## Work order
Nothing is needed except the lines below that run from the one with "fn deref(&self) ->" through the one with "impl PartialEq<[u8]> for", repeated exactly.
-*-
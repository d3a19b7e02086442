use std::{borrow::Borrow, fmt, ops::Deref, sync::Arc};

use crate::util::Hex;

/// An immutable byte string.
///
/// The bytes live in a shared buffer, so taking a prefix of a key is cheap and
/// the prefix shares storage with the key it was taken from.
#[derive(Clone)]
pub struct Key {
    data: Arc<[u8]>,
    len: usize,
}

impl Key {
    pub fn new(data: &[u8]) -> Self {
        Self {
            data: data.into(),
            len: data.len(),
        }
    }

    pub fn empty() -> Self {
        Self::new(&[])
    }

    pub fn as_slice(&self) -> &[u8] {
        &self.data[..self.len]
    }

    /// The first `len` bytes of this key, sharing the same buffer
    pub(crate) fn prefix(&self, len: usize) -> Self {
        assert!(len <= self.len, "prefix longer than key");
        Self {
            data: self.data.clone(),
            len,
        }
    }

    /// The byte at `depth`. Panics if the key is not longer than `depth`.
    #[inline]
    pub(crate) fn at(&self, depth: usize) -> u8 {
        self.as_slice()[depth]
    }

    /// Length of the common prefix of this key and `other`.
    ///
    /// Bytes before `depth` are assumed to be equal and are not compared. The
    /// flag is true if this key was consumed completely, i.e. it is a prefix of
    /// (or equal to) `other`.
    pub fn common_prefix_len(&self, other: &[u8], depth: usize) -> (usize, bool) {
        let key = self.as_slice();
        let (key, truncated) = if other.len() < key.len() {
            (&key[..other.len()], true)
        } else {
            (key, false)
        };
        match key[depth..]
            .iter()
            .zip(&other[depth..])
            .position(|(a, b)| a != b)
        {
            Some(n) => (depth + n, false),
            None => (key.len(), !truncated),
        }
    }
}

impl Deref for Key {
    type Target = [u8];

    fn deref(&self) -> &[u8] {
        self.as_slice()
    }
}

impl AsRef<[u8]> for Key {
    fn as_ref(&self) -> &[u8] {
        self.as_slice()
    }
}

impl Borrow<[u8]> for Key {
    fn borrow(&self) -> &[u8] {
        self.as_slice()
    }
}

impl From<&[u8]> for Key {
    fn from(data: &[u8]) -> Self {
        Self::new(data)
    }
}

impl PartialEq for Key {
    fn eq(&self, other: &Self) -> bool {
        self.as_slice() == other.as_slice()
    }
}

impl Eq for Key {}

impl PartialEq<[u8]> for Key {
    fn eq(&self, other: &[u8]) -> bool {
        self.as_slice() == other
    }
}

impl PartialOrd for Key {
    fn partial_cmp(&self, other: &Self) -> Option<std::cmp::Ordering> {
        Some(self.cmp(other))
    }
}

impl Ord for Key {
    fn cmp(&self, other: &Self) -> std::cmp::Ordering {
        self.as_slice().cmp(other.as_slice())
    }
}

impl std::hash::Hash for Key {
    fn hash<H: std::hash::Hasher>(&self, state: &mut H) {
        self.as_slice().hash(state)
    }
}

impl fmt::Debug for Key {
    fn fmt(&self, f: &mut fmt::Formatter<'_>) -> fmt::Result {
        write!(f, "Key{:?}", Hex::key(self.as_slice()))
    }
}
-*-
## Reply
    fn deref(&self) -> &[u8] {
        self.as_slice()
    }
}

impl AsRef<[u8]> for Key {
    fn as_ref(&self) -> &[u8] {
        self.as_slice()
    }
}

impl Borrow<[u8]> for Key {
    fn borrow(&self) -> &[u8] {
        self.as_slice()
    }
}

impl From<&[u8]> for Key {
    fn from(data: &[u8]) -> Self {
        Self::new(data)
    }
}

impl PartialEq for Key {
    fn eq(&self, other: &Self) -> bool {
        self.as_slice() == other.as_slice()
    }
}

impl Eq for Key {}

impl PartialEq<[u8]> for Key {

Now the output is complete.